Le maire de Firminy en garde à vue

Marc Petit est accu­sé d’agression sexuelle.

Les faits se seraient dérou­lés en Turquie, à Istanbul en juillet 2016.

Le pays vit une ten­ta­tive de coup d’état et les délé­ga­tions du Puy de Dôme et de Firminy sont venues défendre des dos­siers pour que les sites du Corbusier et des Volcans d’Auvergne soient consi­dé­rés comme patri­moine mon­dial de l’Unesco.

La plai­gnante aurait décla­ré que le maire de Firminy l’aurait coin­cée dans un cou­loir d’un hôtel et lui aurait tou­ché la poi­trine. Sur place pas de témoins mais cette femme aurait été vue décon­cer­tée par une équipe de télévision.
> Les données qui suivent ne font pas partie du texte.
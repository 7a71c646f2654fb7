//! Bookmarked Ring Store for Records, Log Entries and Topic Lists
//!
//! ## Overview
//!
//! `RecordStore<T>` is the one sequential container the firmware uses for
//! everything it keeps in order: averaged sensor records, the recent-log
//! buffer and the MQTT topic list. It owns its items by value in a single
//! `VecDeque`, appends at the tail and evicts at the head.
//!
//! ## Capacity Modes
//!
//! - **Fixed(n)**: storage for `n` items is reserved up front. Appending to a
//!   full store evicts the oldest item first, so the store always holds the
//!   `n` most recent items.
//! - **Adaptive**: the store grows as long as the allocator can satisfy it.
//!   When a reservation fails the oldest item is evicted instead, so a
//!   memory-starved device degrades to ring behaviour rather than aborting.
//!
//! ## Cursors
//!
//! Readers traverse the store with [`Cursor`] values they own. A cursor holds
//! the *sequence number* of the item it points at, not a slot index:
//!
//! ```text
//! sequence:   17   18   19   20          first_seq = 17
//! slot:      [ 0 ][ 1 ][ 2 ][ 3 ]
//!                   ↑
//!            cursor(seq = 18)
//!
//! after one eviction:
//! sequence:        18   19   20   21     first_seq = 18
//! slot:           [ 0 ][ 1 ][ 2 ][ 3 ]
//!                   ↑
//!            cursor(seq = 18) still names the same item
//! ```
//!
//! Eviction therefore never moves a cursor to a different item. A cursor
//! whose item has been evicted simply stops resolving and reads as "no
//! data". Because cursors live outside the store, any number of readers can
//! traverse concurrently (a live view and a CSV dump, two HTTP pulls) without
//! disturbing each other.
//!
//! ## Example
//!
//! ```
//! use fieldnode_core::store::{Capacity, Cursor, RecordStore};
//!
//! let mut store = RecordStore::new(Capacity::fixed(3).unwrap());
//! for t in [10, 20, 30, 40] {
//!     store.append(t);
//! }
//! assert_eq!(store.iter().copied().collect::<Vec<_>>(), vec![20, 30, 40]);
//!
//! let mut cursor = Cursor::oldest_first();
//! store.reset_cursor(&mut cursor);
//! let mut seen = Vec::new();
//! while let Some(item) = store.current(&cursor) {
//!     seen.push(*item);
//!     store.advance(&mut cursor);
//! }
//! assert_eq!(seen, vec![20, 30, 40]);
//! ```

use alloc::collections::VecDeque;
use core::num::NonZeroUsize;

/// Capacity policy of a store
#[derive(Debug, Clone, Copy, PartialEq, Eq)]
#[cfg_attr(feature = "serde", derive(serde::Serialize, serde::Deserialize))]
pub enum Capacity {
    /// At most `n` items, oldest evicted first
    Fixed(NonZeroUsize),
    /// Grow until memory runs out
    Adaptive,
}

impl Capacity {
    /// Fixed capacity, `None` for zero
    pub const fn fixed(n: usize) -> Option<Self> {
        match NonZeroUsize::new(n) {
            Some(n) => Some(Self::Fixed(n)),
            None => None,
        }
    }
}

/// Resumable traversal position into a [`RecordStore`]
///
/// Cheap to copy. Holds either a sequence number or nothing ("unset").
/// `pin_latest` decides where [`RecordStore::reset_cursor`] puts it: on the
/// newest item for live views, on the oldest for full exports.
#[derive(Debug, Clone, Copy, PartialEq, Eq)]
pub struct Cursor {
    position: Option<u64>,
    pin_latest: bool,
}

impl Cursor {
    /// Unset cursor that resets to the newest item
    pub const fn latest() -> Self {
        Self { position: None, pin_latest: true }
    }

    /// Unset cursor that resets to the oldest item
    pub const fn oldest_first() -> Self {
        Self { position: None, pin_latest: false }
    }

    /// Whether the cursor currently names an item
    ///
    /// A set cursor can still fail to resolve if its item was evicted.
    pub fn is_set(&self) -> bool {
        self.position.is_some()
    }

    /// Whether resets go to the newest item
    pub fn pins_latest(&self) -> bool {
        self.pin_latest
    }

    /// Drop the position
    pub fn unset(&mut self) {
        self.position = None;
    }
}

/// Sequential store with head eviction and sequence-numbered cursors
///
/// ## Internal Invariants
///
/// - `items[i]` has sequence number `first_seq + i`
/// - sequence numbers are never reused, so a stale cursor cannot alias a
///   newer item
/// - in `Fixed(n)` mode `items.len() <= n`
#[derive(Debug, Clone)]
pub struct RecordStore<T> {
    items: VecDeque<T>,
    capacity: Capacity,
    first_seq: u64,
}

impl<T> RecordStore<T> {
    /// Create an empty store
    ///
    /// Fixed stores reserve their full capacity immediately so steady-state
    /// appends never allocate.
    pub fn new(capacity: Capacity) -> Self {
        let items = match capacity {
            Capacity::Fixed(n) => VecDeque::with_capacity(n.get()),
            Capacity::Adaptive => VecDeque::new(),
        };
        Self { items, capacity, first_seq: 0 }
    }

    /// Append at the tail, returning the evicted item if one had to go
    ///
    /// O(1) amortized. Any cursor pointing at the evicted item stops
    /// resolving; all other cursors keep naming the same item.
    pub fn append(&mut self, item: T) -> Option<T> {
        let evicted = match self.capacity {
            Capacity::Fixed(n) if self.items.len() >= n.get() => self.evict_oldest(),
            Capacity::Fixed(_) => None,
            Capacity::Adaptive => {
                if self.items.try_reserve(1).is_err() {
                    log_warn!("store allocation failed at {} items, evicting oldest", self.items.len());
                    self.evict_oldest()
                } else {
                    None
                }
            }
        };
        self.items.push_back(item);
        evicted
    }

    fn evict_oldest(&mut self) -> Option<T> {
        let evicted = self.items.pop_front();
        if evicted.is_some() {
            self.first_seq += 1;
        }
        evicted
    }

    /// Number of stored items
    pub fn size(&self) -> usize {
        self.items.len()
    }

    /// Whether the store holds nothing
    pub fn is_empty(&self) -> bool {
        self.items.is_empty()
    }

    /// Maximum items for fixed stores, current allocation for adaptive ones
    pub fn capacity(&self) -> usize {
        match self.capacity {
            Capacity::Fixed(n) => n.get(),
            Capacity::Adaptive => self.items.capacity(),
        }
    }

    /// Whether the store grows on demand
    pub fn is_adaptive(&self) -> bool {
        matches!(self.capacity, Capacity::Adaptive)
    }

    /// Capacity policy
    pub fn capacity_mode(&self) -> Capacity {
        self.capacity
    }

    /// Most recently appended item
    pub fn newest(&self) -> Option<&T> {
        self.items.back()
    }

    /// Oldest retained item
    pub fn oldest(&self) -> Option<&T> {
        self.items.front()
    }

    /// Item by logical index, 0 = oldest
    pub fn get(&self, index: usize) -> Option<&T> {
        self.items.get(index)
    }

    /// Iterate oldest to newest
    pub fn iter(&self) -> impl DoubleEndedIterator<Item = &T> + ExactSizeIterator {
        self.items.iter()
    }

    /// Mutable iteration oldest to newest
    pub fn iter_mut(&mut self) -> impl DoubleEndedIterator<Item = &mut T> + ExactSizeIterator {
        self.items.iter_mut()
    }

    /// First item matching `predicate`, oldest first
    pub fn find(&self, mut predicate: impl FnMut(&T) -> bool) -> Option<&T> {
        self.items.iter().find(|item| predicate(item))
    }

    /// Drop every item; all cursors stop resolving
    pub fn clear(&mut self) {
        self.first_seq += self.items.len() as u64;
        self.items.clear();
    }

    fn end_seq(&self) -> u64 {
        self.first_seq + self.items.len() as u64
    }

    fn slot(&self, seq: u64) -> Option<usize> {
        if seq >= self.first_seq && seq < self.end_seq() {
            Some((seq - self.first_seq) as usize)
        } else {
            None
        }
    }

    /// Position `cursor` at `offset_from_end` items in from the chosen end
    ///
    /// With `pin_latest` the offset counts back from the newest item,
    /// otherwise forward from the oldest. The choice is remembered for later
    /// resets. An empty store or an offset past the other end leaves the
    /// cursor unset.
    pub fn set_cursor(&self, cursor: &mut Cursor, offset_from_end: usize, pin_latest: bool) {
        cursor.pin_latest = pin_latest;
        cursor.position = if offset_from_end >= self.items.len() {
            None
        } else if pin_latest {
            Some(self.end_seq() - 1 - offset_from_end as u64)
        } else {
            Some(self.first_seq + offset_from_end as u64)
        };
    }

    /// Put `cursor` back on its preferred end
    pub fn reset_cursor(&self, cursor: &mut Cursor) {
        self.set_cursor(cursor, 0, cursor.pin_latest);
    }

    /// New cursor already positioned
    pub fn cursor_at(&self, offset_from_end: usize, pin_latest: bool) -> Cursor {
        let mut cursor = Cursor { position: None, pin_latest };
        self.set_cursor(&mut cursor, offset_from_end, pin_latest);
        cursor
    }

    /// Item under the cursor, `None` if unset or evicted
    pub fn current(&self, cursor: &Cursor) -> Option<&T> {
        cursor
            .position
            .and_then(|seq| self.slot(seq))
            .and_then(|slot| self.items.get(slot))
    }

    /// Move one item toward the newest
    ///
    /// Returns whether the cursor now names an item. Stepping past the
    /// newest item, or advancing a cursor whose item was evicted, unsets it:
    /// the traversal has ended.
    pub fn advance(&self, cursor: &mut Cursor) -> bool {
        match cursor.position {
            Some(seq) if self.slot(seq).is_some() && seq + 1 < self.end_seq() => {
                cursor.position = Some(seq + 1);
                true
            }
            _ => {
                cursor.position = None;
                false
            }
        }
    }

    /// Move one item toward the oldest
    ///
    /// Same end-of-traversal rules as [`advance`](Self::advance).
    pub fn retreat(&self, cursor: &mut Cursor) -> bool {
        match cursor.position {
            Some(seq) if self.slot(seq).is_some() && seq > self.first_seq => {
                cursor.position = Some(seq - 1);
                true
            }
            _ => {
                cursor.position = None;
                false
            }
        }
    }
}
Le maire de Firminy, Marc Petit, 50 ans, a été mis en exa­men mer­cre­di 5 décembre 2017.

La plai­gnante est une femme d’une qua­ran­taine d’années, qui tra­vaille au ser­vice com­mu­ni­ca­tion pour le dépar­te­ment du Puy de Dôme. Elle est mariée et mère de famille et aurait une vie tran­quille sans histoire.

Marc Petit a démen­ti et se dit « dévas­té ». Il a dépo­sé plainte pour dénon­cia­tion calom­nieuse. Que va-t-il se pas­ser après cette garde à vue  ? Soit l’abandon des pour­suites, soit une mise en exa­men pour « agres­sion sexuelle ». Dans ce der­nier cas, un juge d’instruction serait nom­mé. L’enquête sui­vrait son cours pour arri­ver à un pro­cès ou un blanchiment.

Il est à noter qu’une mise en exa­men n’est en rien une preuve de culpa­bi­li­té et n’enlève en rien à la pré­somp­tion d’innocence.